A Cell-Free Pipeline for Rapidly Imprinting Complex Methylation Patterns on DNA to Enhance Plasmid Transformation in Bacteria

There has been an increasing interest in the development of bacteria for use as next-generation industrial biocatalysts or as cell-based diagnostics and therapeutics. Bacterial genotype-phenotype relationships and microbe-host interactions are poorly characterized, partially due to formidable and strain-specific barriers to DNA transformation. One of the most common approaches to overcoming these barriers is to overcome restriction-modification (R-M) systems by mimicking the DNA methylation pattern which confers self-nonself recognition. However, this approach is limited by the required expression of a host’s numerous DNA methyltransferases by the cellular system. This occurrence often results in methyltransferase-induced toxicity and incomplete methylation, especially for complex Type I systems. Here we describe an alternative approach called IMPRINT, which involves the use of cell-free transcription-translation systems to co-express several methyltransferases.
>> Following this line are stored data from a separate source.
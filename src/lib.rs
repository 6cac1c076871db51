//! Quad Arcade - small sprite games over one fixed-timestep core
//!
//! Core modules:
//! - `sim`: Deterministic simulation (entities, collisions, steering, animation)
//! - `games`: Pong, Lunar Lander, Butterfly & Skulls and the Showcase scene
//! - `session`: Main-loop context owning the scene, scheduler and input
//! - `input`: Key state and per-tick input commands
//! - `autopilot`: Seeded input and frame-time generator for headless runs
//! - `render`: Quad and atlas vertex data handed to an external backend
//! - `assets`: Texture manifests and the loader seam
//! - `settings`: Data-driven tuning

pub mod assets;
pub mod autopilot;
pub mod games;
pub mod input;
pub mod render;
pub mod session;
pub mod settings;
pub mod sim;

pub use games::GameKind;
pub use session::Session;
pub use settings::{ArcadeConfig, ConfigError};

/// Game configuration constants
pub mod consts {
    /// Simulation rate (steps per second)
    pub const SIM_HZ: f64 = 60.0;
    /// Fixed simulation timestep
    pub const SIM_DT: f32 = 1.0 / 60.0;
    /// Maximum substeps per frame to prevent spiral of death
    pub const MAX_SUBSTEPS: u32 = 8;
    /// Longest frame delta fed to the accumulator (debugger pauses, window drags)
    pub const MAX_FRAME_TIME: f64 = 0.25;

    /// Visible world, matches the orthographic projection (-5..5, -3.75..3.75)
    pub const WORLD_HALF_WIDTH: f32 = 5.0;
    pub const WORLD_HALF_HEIGHT: f32 = 3.75;

    /// Sprite animation cadence
    pub const ANIMATION_FPS: f32 = 4.0;
    /// Sprite sheets are square grids of this many cells per side
    pub const SPRITE_ATLAS_DIM: u32 = 4;

    /// Font sheet layout (16 x 7 glyph grid)
    pub const FONT_ATLAS_COLS: u32 = 16;
    pub const FONT_ATLAS_ROWS: u32 = 7;
    /// Character code minus this gives the glyph cell in the bundled font sheet
    pub const FONT_ASCII_OFFSET: i32 = 18;
}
IMPRINT rapidly recreates the host’s DNA methylation pattern in vitro thereby boosting DNA transformation efficiencies. We demonstrate that IMPRINT can be used to readily reproduce DNA methylation patterns present in various hosts and we further optimized this approach to achieve complete multiplexed methylation when complex Type I R-M systems are present. We show that IMPRINT can achieve the same maximum transformation efficiency in strains with known R-M barriers and high transformation efficiencies in recalcitrant strains of probiotic Bifidobacteria. Finally, we demonstrate how barcoding shuttle vectors can rapidly reveal the minimal methylome to achieve maximum DNA transformation in a given strain when more than two R-M systems are present. IMPRINT offers a rapid means of enhancing DNA transformation across the bacterial world.